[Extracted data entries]

//! Expression table loaded from GCT-style tab-separated files.

use crate::data::Value;
use crate::error::{MarkerError, Result};
use std::collections::HashMap;
use std::fs::File;
use std::io::{BufRead, BufReader, BufWriter, Write};
use std::path::Path;

/// Number of non-data lines before the header row (`#1.3` version line and dimensions line).
pub const PREAMBLE_LINES: usize = 2;

/// What a column holds, ignoring missing cells.
#[derive(Debug, Clone, Copy, PartialEq, Eq)]
pub enum ColumnKind {
    /// Only numbers.
    Numeric,
    /// Only text.
    Text,
    /// Numbers and text; `row` is the first text cell.
    Mixed { row: usize },
    /// Nothing but missing cells.
    Empty,
}

/// A labelled table of cells.
///
/// Every header field of a loaded file is a column and rows get a
/// positional index (`"0"`, `"1"`, ...). [`Table::set_index`] promotes a
/// column to the row identifiers. Depending on orientation rows are
/// samples (with an `age` column and one column per protein) or features
/// (one column per sample).
#[derive(Debug, Clone, PartialEq)]
pub struct Table {
    /// Header of the index column, `None` for a positional index.
    index_name: Option<String>,
    /// Row identifiers.
    index: Vec<String>,
    /// Column names, excluding the index column.
    columns: Vec<String>,
    /// Row-major cells, each row has `columns.len()` entries.
    cells: Vec<Vec<Value>>,
}

fn check_shape(n_rows: usize, n_cols: usize, cells: &[Vec<Value>]) -> Result<()> {
    if cells.len() != n_rows {
        return Err(MarkerError::DimensionMismatch {
            expected: n_rows,
            actual: cells.len(),
        });
    }
    if let Some(bad) = cells.iter().find(|row| row.len() != n_cols) {
        return Err(MarkerError::DimensionMismatch {
            expected: n_cols,
            actual: bad.len(),
        });
    }
    Ok(())
}

impl Table {
    /// Create a table with a named index, checking that every row matches the column count.
    pub fn new(
        index_name: impl Into<String>,
        index: Vec<String>,
        columns: Vec<String>,
        cells: Vec<Vec<Value>>,
    ) -> Result<Self> {
        check_shape(index.len(), columns.len(), &cells)?;
        Ok(Self {
            index_name: Some(index_name.into()),
            index,
            columns,
            cells,
        })
    }

    /// Create a table whose rows are numbered from zero.
    pub fn with_positional_index(columns: Vec<String>, cells: Vec<Vec<Value>>) -> Result<Self> {
        let index = (0..cells.len()).map(|i| i.to_string()).collect();
        check_shape(cells.len(), columns.len(), &cells)?;
        Ok(Self {
            index_name: None,
            index,
            columns,
            cells,
        })
    }

    /// Load a table from a GCT-style file.
    ///
    /// Expected format:
    /// - Lines 1-2: preamble, skipped
    /// - Line 3: header; every field is a column name
    /// - Subsequent lines: one cell per column
    ///
    /// Column names are trimmed of surrounding whitespace.
    pub fn from_gct<P: AsRef<Path>>(path: P) -> Result<Self> {
        let path = path.as_ref();
        let file = File::open(path)?;
        let table = Self::from_reader(BufReader::new(file))?;
        log::debug!(
            "Loaded {:?}: {} rows x {} columns",
            path,
            table.n_rows(),
            table.n_cols()
        );
        Ok(table)
    }

    /// Load a table from any buffered reader holding GCT-style text.
    pub fn from_reader<R: BufRead>(mut reader: R) -> Result<Self> {
        let mut skipped = String::new();
        for line_no in 1..=PREAMBLE_LINES {
            skipped.clear();
            if reader.read_line(&mut skipped)? == 0 {
                return Err(MarkerError::Parse(format!(
                    "File ended at preamble line {}, expected {} preamble lines and a header",
                    line_no, PREAMBLE_LINES
                )));
            }
        }

        let mut rdr = csv::ReaderBuilder::new()
            .delimiter(b'\t')
            .has_headers(true)
            .quoting(false)
            .from_reader(reader);

        let columns: Vec<String> = rdr.headers()?.iter().map(|s| s.trim().to_string()).collect();
        if columns.iter().all(String::is_empty) {
            return Err(MarkerError::Parse("Header row names no columns".to_string()));
        }

        let mut cells = Vec::new();
        for record in rdr.records() {
            let record = record?;
            cells.push(record.iter().map(Value::parse).collect());
        }

        if cells.is_empty() {
            return Err(MarkerError::EmptyData("No data rows after header".to_string()));
        }

        Self::with_positional_index(columns, cells)
    }

    /// Write the table in the same GCT-style layout it is read from.
    pub fn to_tsv<P: AsRef<Path>>(&self, path: P) -> Result<()> {
        let file = File::create(path)?;
        let mut writer = BufWriter::new(file);

        writeln!(writer, "#1.3")?;
        let n_fields = self.n_cols() + usize::from(self.index_name.is_some());
        writeln!(writer, "{}\t{}", self.n_rows(), n_fields)?;

        let mut header: Vec<&str> = self.index_name.iter().map(String::as_str).collect();
        header.extend(self.columns.iter().map(String::as_str));
        writeln!(writer, "{}", header.join("\t"))?;

        for (id, row) in self.index.iter().zip(&self.cells) {
            let mut fields: Vec<String> = Vec::with_capacity(row.len() + 1);
            if self.index_name.is_some() {
                fields.push(id.clone());
            }
            fields.extend(row.iter().map(Value::to_string));
            writeln!(writer, "{}", fields.join("\t"))?;
        }

        writer.flush()?;
        Ok(())
    }

    /// Header of the index column, `None` for a positional index.
    pub fn index_name(&self) -> Option<&str> {
        self.index_name.as_deref()
    }

    /// Row identifiers.
    #[inline]
    pub fn index(&self) -> &[String] {
        &self.index
    }

    /// Column names.
    #[inline]
    pub fn columns(&self) -> &[String] {
        &self.columns
    }

    /// Number of rows.
    #[inline]
    pub fn n_rows(&self) -> usize {
        self.index.len()
    }

    /// Number of columns (excluding the index).
    #[inline]
    pub fn n_cols(&self) -> usize {
        self.columns.len()
    }

    /// Position of a column by name.
    pub fn column_index(&self, name: &str) -> Option<usize> {
        self.columns.iter().position(|c| c == name)
    }

    /// Position of the first row with this identifier.
    pub fn row_position(&self, id: &str) -> Option<usize> {
        self.index.iter().position(|r| r == id)
    }

    /// Map from row identifier to position. Duplicate ids keep their first row.
    pub fn index_map(&self) -> HashMap<&str, usize> {
        let mut map = HashMap::with_capacity(self.index.len());
        for (i, id) in self.index.iter().enumerate() {
            map.entry(id.as_str()).or_insert(i);
        }
        map
    }

    /// For each of our rows, the position of the row with the same id in `other`.
    pub fn align_rows(&self, other: &Table) -> Result<Vec<usize>> {
        let other_index = other.index_map();
        self.index
            .iter()
            .map(|id| {
                other_index
                    .get(id.as_str())
                    .copied()
                    .ok_or_else(|| MarkerError::MissingFeature(id.clone()))
            })
            .collect()
    }

    /// Cell at (row, col).
    #[inline]
    pub fn get(&self, row: usize, col: usize) -> &Value {
        &self.cells[row][col]
    }

    /// Cells of a row.
    #[inline]
    pub fn row(&self, row: usize) -> &[Value] {
        &self.cells[row]
    }

    /// Cells of the row with this identifier.
    pub fn row_by_id(&self, id: &str) -> Option<&[Value]> {
        self.row_position(id).map(|i| self.row(i))
    }

    /// Cells of a named column, in row order.
    pub fn column_values(&self, name: &str) -> Result<Vec<&Value>> {
        let col = self
            .column_index(name)
            .ok_or_else(|| MarkerError::MissingColumn(name.to_string()))?;
        Ok(self.cells.iter().map(|row| &row[col]).collect())
    }

    /// Non-missing numeric values of a row.
    ///
    /// Text cells are rejected: a measurement row must hold numbers only.
    pub fn numeric_row(&self, row: usize) -> Result<Vec<f64>> {
        let mut values = Vec::with_capacity(self.n_cols());
        for (col, value) in self.cells[row].iter().enumerate() {
            match value {
                Value::Number(v) if !v.is_nan() => values.push(*v),
                Value::Number(_) | Value::Missing => {}
                Value::Text(s) => {
                    return Err(MarkerError::InvalidValue {
                        feature: self.index[row].clone(),
                        column: self.columns[col].clone(),
                        value: s.clone(),
                    })
                }
            }
        }
        Ok(values)
    }

    /// Classify the non-missing cells of a column.
    pub fn column_kind(&self, col: usize) -> ColumnKind {
        let mut any_number = false;
        let mut first_text = None;
        for (row, cells) in self.cells.iter().enumerate() {
            match &cells[col] {
                Value::Number(_) => any_number = true,
                Value::Text(_) => {
                    first_text.get_or_insert(row);
                }
                Value::Missing => {}
            }
        }
        match (any_number, first_text) {
            (true, None) => ColumnKind::Numeric,
            (true, Some(row)) => ColumnKind::Mixed { row },
            (false, Some(_)) => ColumnKind::Text,
            (false, None) => ColumnKind::Empty,
        }
    }

    /// Columns whose non-missing cells are all numbers (and at least one is present).
    pub fn numeric_columns(&self) -> Vec<usize> {
        (0..self.n_cols())
            .filter(|&col| self.column_kind(col) == ColumnKind::Numeric)
            .collect()
    }

    /// Replace the cell at (row, col).
    pub fn set(&mut self, row: usize, col: usize, value: Value) {
        self.cells[row][col] = value;
    }

    /// Use a column as the row identifiers, removing it from the columns.
    ///
    /// Cells are converted with their display form; missing cells give empty ids.
    pub fn set_index(&self, name: &str) -> Result<Self> {
        let col = self
            .column_index(name)
            .ok_or_else(|| MarkerError::MissingColumn(name.to_string()))?;
        let index = self.cells.iter().map(|row| row[col].to_string()).collect();
        let keep: Vec<usize> = (0..self.n_cols()).filter(|&c| c != col).collect();
        let columns = keep.iter().map(|&c| self.columns[c].clone()).collect();
        let cells = self
            .cells
            .iter()
            .map(|row| keep.iter().map(|&c| row[c].clone()).collect())
            .collect();
        Self::new(name, index, columns, cells)
    }

    /// Subset to the given rows (by position), in the given order.
    pub fn select_rows(&self, rows: &[usize]) -> Result<Self> {
        let mut index = Vec::with_capacity(rows.len());
        let mut cells = Vec::with_capacity(rows.len());
        for &row in rows {
            if row >= self.n_rows() {
                return Err(MarkerError::InvalidParameter(format!(
                    "Row index {} out of bounds",
                    row
                )));
            }
            index.push(self.index[row].clone());
            cells.push(self.cells[row].clone());
        }
        Ok(Self {
            index_name: self.index_name.clone(),
            index,
            columns: self.columns.clone(),
            cells,
        })
    }

    /// Subset to the given columns (by position), in the given order.
    pub fn select_columns(&self, cols: &[usize]) -> Result<Self> {
        if let Some(&bad) = cols.iter().find(|&&c| c >= self.n_cols()) {
            return Err(MarkerError::InvalidParameter(format!(
                "Column index {} out of bounds",
                bad
            )));
        }
        let columns = cols.iter().map(|&c| self.columns[c].clone()).collect();
        let cells = self
            .cells
            .iter()
            .map(|row| cols.iter().map(|&c| row[c].clone()).collect())
            .collect();
        Ok(Self {
            index_name: self.index_name.clone(),
            index: self.index.clone(),
            columns,
            cells,
        })
    }

    /// Swap rows and columns. Column names become the index.
    pub fn transpose(&self, index_name: &str) -> Self {
        let cells = (0..self.n_cols())
            .map(|col| self.cells.iter().map(|row| row[col].clone()).collect())
            .collect();
        Self {
            index_name: Some(index_name.to_string()),
            index: self.columns.clone(),
            columns: self.index.clone(),
            cells,
        }
    }
}

/// Load an expression table from a GCT-style file.
pub fn read_table<P: AsRef<Path>>(path: P) -> Result<Table> {
    Table::from_gct(path)
}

PROBLEM REQUIREMENTS: A single number is expected: the count of lines in the preceding entries that contain "PartialEq".

WRITTEN ANSWER: 2